Newly appointed Lt. Governor Brian Benjamin stands to make a hefty profit from insider stock he holds in a company that arranges loans with interest rates up to 500% and has been sued repeatedly, THE CITY has learned.
Gov. Kathy Hochul recently tapped Benjamin for her old job after she succeeded Andrew Cuomo, who resigned amid sexual harassment allegations and other scandals.
Benjamin, a Manhattan state senator for the past four years, is set to be sworn into his new role on Thursday.
The Harvard Business School grad got the inside edge via his role as a founding board member of Next Point Acquisition Corp., an investment firm that earlier this year bought the oft-sued California firm LoanMe, records show.
Benjamin resigned from NextPoint’s board in March, but kept his stock. THE CITY estimates that Benjamin could net a hefty $80,000 profit off what appears to be his initial $4,100 investment if he sold the stock tomorrow on the Toronto Stock Exchange where it’s traded.
The California-based LoanMe arranges small personal and business loans for borrowers with troubled credit histories, using banks in states with few restrictions on interest rates. LoanMe borrowers are then on the hook for interest rates of 98% to 500%, plus fees, according to rates in some states posted on the company’s website.
LoanMe does no business in New York because interest rates on most loans are by law capped at 16% per annum. The state considers rates higher than 25% to be criminal.
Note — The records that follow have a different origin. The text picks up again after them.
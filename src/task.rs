//! Task data structure and related functionality.
//!
//! This module defines the core `Task` node of the tree, the `NewTask` fields
//! accepted at creation, and the `TaskPatch` partial update understood by the
//! store.

use std::sync::Arc;

use serde::{Deserialize, Serialize};

use crate::fields::*;

pub const DEFAULT_TITLE: &str = "New Task";
pub const DEFAULT_CATEGORY: &str = "Uncategorized";
pub const DEFAULT_ASSIGNEE: &str = "Unassigned";

/// A node in the task tree.
///
/// Children are reference counted so that an update rebuilds only the path
/// from the root to the changed node; every other subtree is shared with the
/// previous forest.
#[derive(Debug, Clone, PartialEq, Serialize, Deserialize)]
pub struct Task {
    pub id: u64,
    pub title: String,
    #[serde(default)]
    pub completed: bool,
    pub category: String,
    pub assignee: String,
    #[serde(default)]
    pub status: Status,
    #[serde(default, skip_serializing_if = "Option::is_none")]
    pub description: Option<String>,
    #[serde(default)]
    pub subtasks: Vec<Arc<Task>>,
    #[serde(default)]
    pub created_at_utc: i64,
    #[serde(default)]
    pub updated_at_utc: i64,
}

impl Task {
    /// True when the task has no subtasks.
    pub fn is_leaf(&self) -> bool {
        self.subtasks.is_empty()
    }
}

/// Fields supplied when creating a task. Blank or missing values are defaulted,
/// never rejected.
#[derive(Debug, Clone, Default, PartialEq, Serialize, Deserialize)]
pub struct NewTask {
    pub title: Option<String>,
    pub category: Option<String>,
    pub assignee: Option<String>,
    pub status: Option<Status>,
    pub description: Option<String>,
    pub parent_id: Option<u64>,
}

impl NewTask {
    /// Start a draft with just a title.
    pub fn titled(title: &str) -> Self {
        NewTask {
            title: Some(title.to_string()),
            ..NewTask::default()
        }
    }

    /// Build the leaf task these fields describe.
    pub fn into_task(self, id: u64, now_utc: i64) -> Task {
        Task {
            id,
            title: or_default(self.title, DEFAULT_TITLE),
            completed: false,
            category: or_default(self.category, DEFAULT_CATEGORY),
            assignee: or_default(self.assignee, DEFAULT_ASSIGNEE),
            status: self.status.unwrap_or_default(),
            description: self
                .description
                .map(|d| d.trim().to_string())
                .filter(|d| !d.is_empty()),
            subtasks: Vec::new(),
            created_at_utc: now_utc,
            updated_at_utc: now_utc,
        }
    }
}

/// A partial update. `None` leaves the field as it is.
#[derive(Debug, Clone, Default, PartialEq, Serialize, Deserialize)]
pub struct TaskPatch {
    pub title: Option<String>,
    pub completed: Option<bool>,
    pub category: Option<String>,
    pub assignee: Option<String>,
    pub status: Option<Status>,
}

impl TaskPatch {
    /// Apply the patch to a copy of `task`, keeping its subtasks.
    pub fn apply(&self, task: &Task, now_utc: i64) -> Task {
        let mut out = task.clone();
        if let Some(title) = &self.title {
            out.title = or_default(Some(title.clone()), DEFAULT_TITLE);
        }
        if let Some(completed) = self.completed {
            out.completed = completed;
        }
        if let Some(category) = &self.category {
            out.category = or_default(Some(category.clone()), DEFAULT_CATEGORY);
        }
        if let Some(assignee) = &self.assignee {
            out.assignee = or_default(Some(assignee.clone()), DEFAULT_ASSIGNEE);
        }
        if let Some(status) = self.status {
            out.status = status;
        }
        out.updated_at_utc = now_utc;
        out
    }
}

/// Trim `value`, falling back to `default` when it is missing or blank.
pub fn or_default(value: Option<String>, default: &str) -> String {
    value
        .map(|v| v.trim().to_string())
        .filter(|v| !v.is_empty())
        .unwrap_or_else(|| default.to_string())
}

#[cfg(test)]
mod tests {
    use super::*;

    #[test]
    fn test_blank_fields_are_defaulted() {
        let fields = NewTask {
            title: Some("   ".into()),
            category: None,
            assignee: Some(String::new()),
            ..NewTask::default()
        };
        let task = fields.into_task(7, 100);
        assert_eq!(task.id, 7);
        assert_eq!(task.title, DEFAULT_TITLE);
        assert_eq!(task.category, DEFAULT_CATEGORY);
        assert_eq!(task.assignee, DEFAULT_ASSIGNEE);
        assert_eq!(task.status, Status::DevPending);
        assert!(!task.completed);
        assert!(task.is_leaf());
        assert_eq!(task.created_at_utc, 100);
    }

    #[test]
    fn test_patch_keeps_subtasks_and_untouched_fields() {
        let mut parent = NewTask::titled("Parent").into_task(1, 0);
        parent.subtasks.push(Arc::new(NewTask::titled("Child").into_task(2, 0)));

        let patch = TaskPatch {
            completed: Some(true),
            category: Some("Ops".into()),
            ..TaskPatch::default()
        };
        let out = patch.apply(&parent, 50);
        assert!(out.completed);
        assert_eq!(out.category, "Ops");
        assert_eq!(out.title, "Parent");
        assert_eq!(out.subtasks.len(), 1);
        assert!(Arc::ptr_eq(&out.subtasks[0], &parent.subtasks[0]));
        assert_eq!(out.updated_at_utc, 50);
    }

    #[test]
    fn test_task_json_omits_missing_description() {
        let task = NewTask::titled("A").into_task(1, 0);
        let json = serde_json::to_string(&task).unwrap();
        assert!(!json.contains("description"));
        let back: Task = serde_json::from_str(&json).unwrap();
        assert_eq!(back, task);
    }
}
LoanMe has been sued 33 times in seven states in the last five years, records show. The firm has settled all but two of those lawsuits under terms that remain sealed, records show.
In some suits, consumers charged that LoanMe bombarded them with texts and robo calls pushing them to take out loans. In others, borrowers alleged LoanMe employed similar harassment if they were late with payments.
Some borrowers have also alleged LoanMe reported to credit rating agencies that they still owed money even after they’d paid their debts — an erroneous claim they said destroyed their credit.